Os anticoagulantes orais diretos, especialmente os inibidores do fator Xa (como apixabana, edoxabana e rivaroxaban) são amplamente utilizados para prevenção de eventos trombóticos na fibrilação atrial (FA), em virtude de sua maior segurança e comodidade de uso em relação à varfarina. No entanto, a hemorragia intracerebral aguda é uma das possíveis consequências de seu uso e está associado a alta morbidade e mortalidade. 

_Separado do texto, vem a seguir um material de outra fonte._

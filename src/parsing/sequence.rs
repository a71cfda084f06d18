//! Marker sequences and their occurrences inside a block of text

use super::block::BlockRange;

/// Separator that must directly follow a marker for it to match.
pub const MARKER_SEPARATOR: char = ' ';

/// A record marker together with its trailing separator.
///
/// Searching for `"v "` instead of `"v"` keeps the marker from matching the
/// start of longer tokens such as `vn` or `vpn`. Matches are also anchored to
/// line starts, so a marker that appears inside an identifier
/// (`usemtl leaf white`) is never counted.
#[derive(Debug, Clone, PartialEq, Eq)]
pub struct Sequence {
    text: String,
}

impl Sequence {
    pub fn new(marker: &str) -> Self {
        let mut text = String::with_capacity(marker.len() + 1);
        text.push_str(marker);
        text.push(MARKER_SEPARATOR);
        Self { text }
    }

    pub fn as_str(&self) -> &str {
        &self.text
    }

    /// Length in bytes, separator included
    pub fn len(&self) -> usize {
        self.text.len()
    }

    pub fn is_empty(&self) -> bool {
        self.text.is_empty()
    }

    /// Absolute offsets of every line-anchored match inside `range`, in order.
    pub fn occurrences<'a>(
        &'a self,
        source: &'a str,
        range: BlockRange,
    ) -> impl Iterator<Item = usize> + 'a {
        let block = range.slice(source);
        block
            .match_indices(self.text.as_str())
            .map(move |(offset, _)| range.start + offset)
            .filter(move |&offset| is_line_start(source, offset))
    }

    /// Number of matches inside `range`.
    pub fn count(&self, source: &str, range: BlockRange) -> usize {
        self.occurrences(source, range).count()
    }

    /// Range owned by the `n`th match: from the match up to the next match
    /// of this sequence, or to the end of `range`.
    pub fn nth_range(&self, source: &str, range: BlockRange, n: usize) -> Option<BlockRange> {
        let mut occurrences = self.occurrences(source, range).skip(n);
        let start = occurrences.next()?;
        let end = occurrences.next().unwrap_or(range.end());
        Some(BlockRange::new(start, end - start))
    }
}

fn is_line_start(source: &str, offset: usize) -> bool {
    offset == 0 || source.as_bytes()[offset - 1] == b'\n'
}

O Andexanet alfa é uma forma inativa recombinante modificada do fator humano Xa, que se liga e sequestra moléculas inibidoras do fator Xa, reduzindo rapidamente a atividade do anti-fator Xa e restaurando a geração de trombina. Considerando que a hemorragia intracerebral em contexto do uso de anticoagulação oral está associada a um mau prognóstico e que a expansão do hematoma é um preditor de resultados ruins, o presente estudo avaliou se a rápida reversão da anticoagulação com o andexanet alfa, comparado ao tratamento usual, poderia reduzir o risco de expansão do hematoma.  

 

Como? 

O estudo incluiu pacientes com hemorragia cerebral aguda (excluindo hematoma subdural ou hemorragia subaracnóidea após emenda), que haviam feito uso de uma última dose de qualquer anticoagulante anti-Xa nas últimas 15 horas, com volume estimado de hematoma entre 0,5 e 60 ml e pontuação máxima no National Institute of Health Stroke Scale (NIHSS) de 35. Outra emenda ao protocolo alterou o critério de elegibilidade para o tempo desde o início dos sintomas hemorrágicos até o exame de imagem de base de 12 horas ou menos para 6 horas ou menos. Os pacientes não eram elegíveis em caso de escala de coma de Glasgow < 7 no momento do consentimento, se houvesse cirurgia planejada dentro de 12 horas após a entrada no estudo, ou se eles tivessem um evento trombótico dentro nas últimas 2 semanas. 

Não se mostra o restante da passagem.